To further refine the analysis and manage the extensive dataset, Documented employed natural language processing (NLP) and topic modeling. NLP, a branch of machine learning, enabled the conversion of text into analyzable data, revealing word frequencies and patterns. Building on NLP, topic modeling, an unsupervised machine learning technique, grouped statistically related words, unveiling potential themes and connections within the video transcripts. This process highlighted prominent topics such as religious references, immigration procedures, and the CBP One app, allowing researchers to focus their attention on relevant subsets of videos.
Beyond automated analysis, Documented also recognized the importance of qualitative assessment.

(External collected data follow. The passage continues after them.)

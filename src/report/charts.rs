//! Chart data contracts
//!
//! The core does no rendering. These are the fixed shapes handed to
//! whatever charting collaborator draws the pie, radar and heatmap
//! views; any renderer (or a plain JSON consumer) can take them as-is.

use serde::Serialize;

use crate::entities::risk::{Risk, RiskBand};
use crate::entities::scenario::StrategicScenario;
use crate::report::analysis::{self, ScenarioRiskPoint};

/// Fixed band colors (CSS RGB strings)
pub fn band_color(band: RiskBand) -> &'static str {
    match band {
        RiskBand::Low => "rgb(34, 197, 94)",
        RiskBand::Medium => "rgb(234, 179, 8)",
        RiskBand::High => "rgb(249, 115, 22)",
        RiskBand::Critical => "rgb(239, 68, 68)",
    }
}

/// One pie slice per band
#[derive(Debug, Clone, Serialize, PartialEq)]
pub struct PieSlice {
    pub id: String,
    pub value: usize,
    pub color: &'static str,
}

/// Band distribution as pie slices, one per band in low-to-critical
/// order, zero-count bands included
pub fn distribution_pie(risks: &[Risk]) -> Vec<PieSlice> {
    let dist = analysis::distribution(risks);
    RiskBand::all()
        .iter()
        .map(|band| PieSlice {
            id: band.label_fr().to_string(),
            value: dist.for_band(*band),
            color: band_color(*band),
        })
        .collect()
}

/// Radar points keyed by the fields probability/impact/level
pub fn scenario_radar(scenarios: &[StrategicScenario], risks: &[Risk]) -> Vec<ScenarioRiskPoint> {
    analysis::scenario_risk_series(scenarios, risks)
}

/// A single heatmap cell: column label and count
#[derive(Debug, Clone, Serialize, PartialEq)]
pub struct HeatmapCell {
    pub x: String,
    pub y: usize,
}

/// A heatmap row: impact label plus the five probability cells
#[derive(Debug, Clone, Serialize, PartialEq)]
pub struct HeatmapRow {
    pub id: String,
    pub data: Vec<HeatmapCell>,
}

/// The dense 5x5 grid as labeled rows, impact 5 down to 1
pub fn heatmap_rows(risks: &[Risk]) -> Vec<HeatmapRow> {
    let grid = analysis::heatmap_grid(risks);
    grid.iter()
        .enumerate()
        .map(|(row, cells)| HeatmapRow {
            id: format!("{}", 5 - row),
            data: cells
                .iter()
                .enumerate()
                .map(|(col, count)| HeatmapCell {
                    x: format!("{}", col + 1),
                    y: *count,
                })
                .collect(),
        })
        .collect()
}

#[cfg(test)]
mod tests {
    use super::*;
    use crate::core::identity::{EntityId, EntityPrefix};

    fn risk(probability: u8, impact: u8) -> Risk {
        Risk::new(EntityId::new(EntityPrefix::Scen), probability, impact)
    }

    #[test]
    fn test_pie_has_all_four_slices() {
        let slices = distribution_pie(&[risk(4, 5)]);
        assert_eq!(slices.len(), 4);
        assert_eq!(slices[3].id, "Critique");
        assert_eq!(slices[3].value, 1);
        assert_eq!(slices[0].value, 0);
    }

    #[test]
    fn test_heatmap_rows_shape() {
        let rows = heatmap_rows(&[risk(2, 4), risk(2, 4)]);
        assert_eq!(rows.len(), 5);
        assert!(rows.iter().all(|r| r.data.len() == 5));
        assert_eq!(rows[0].id, "5");
        assert_eq!(rows[4].id, "1");
        // impact 4 is the second row, probability 2 the second column
        assert_eq!(rows[1].data[1].y, 2);
    }

    #[test]
    fn test_heatmap_rows_serialize_shape() {
        let json = serde_json::to_value(heatmap_rows(&[])).unwrap();
        let first = &json[0];
        assert_eq!(first["id"], "5");
        assert_eq!(first["data"][0]["x"], "1");
        assert_eq!(first["data"][0]["y"], 0);
    }
}
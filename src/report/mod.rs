//! Report layer - aggregation, chart data contracts and export stubs

pub mod analysis;
pub mod charts;
pub mod export;

pub use analysis::{
    distribution, heatmap_grid, operational_synthesis, scenario_risk_series, top_risks, trend,
    Distribution, ScenarioRiskPoint, Trend,
};
pub use charts::{distribution_pie, heatmap_rows, scenario_radar, HeatmapCell, HeatmapRow, PieSlice};
pub use export::{ExportError, Exporter, NoopExporter};
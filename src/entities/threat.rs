//! Threat catalog entry

use serde::{Deserialize, Serialize};

use crate::core::accumulator::{Validate, ValidationErrors};
use crate::core::entity::Entity;
use crate::core::identity::{EntityId, EntityPrefix};

/// A standalone threat catalog entry
#[derive(Debug, Clone, Serialize, Deserialize)]
pub struct Threat {
    pub id: EntityId,

    pub name: String,

    pub description: String,
}

impl Threat {
    pub fn new(name: String, description: String) -> Self {
        Self {
            id: EntityId::new(EntityPrefix::Thrt),
            name,
            description,
        }
    }
}

impl Entity for Threat {
    const PREFIX: &'static str = "THRT";

    fn id(&self) -> &EntityId {
        &self.id
    }

    fn name(&self) -> &str {
        &self.name
    }
}

impl Validate for Threat {
    fn validate(&self) -> ValidationErrors {
        let mut errors = ValidationErrors::new();
        errors.require_non_blank("name", &self.name);
        errors.require_non_blank("description", &self.description);
        errors
    }
}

Detailed descriptions of highly viewed videos provided valuable insights into popular narratives and misinformation trends. Additionally, to ensure a representative overview of the vast content pool, a random sample of 1,000 videos was meticulously reviewed. This combination of macro-level analysis, driven by machine learning, and micro-level examination of individual videos provided a comprehensive understanding of the misinformation landscape on TikTok related to migrant experiences.
Documented’s innovative approach, combining technical tools, community engagement, and established research methodologies, serves as a valuable model for investigating misinformation within online communities. The Python-based code pipeline developed for this project, incorporating video link extraction, downloading, transcription, and topic modeling, offers a valuable resource for other researchers and journalists tackling similar challenges. It underscores the importance of adapting existing technologies and embracing new methods to effectively combat misinformation and its potential impact on vulnerable populations. The investigation also highlights ethical considerations in utilizing AI tools, emphasizing the need for careful evaluation of accuracy and potential biases, particularly when working with diverse linguistic and cultural contexts. Furthermore, the project emphasizes the ongoing need for transparency and collaboration within the journalistic community, fostering shared knowledge and best practices to counter the evolving landscape of online misinformation. The full code pipeline developed by Documented is available on GitHub, offering a valuable open-source resource for tackling similar challenges in other contexts and languages.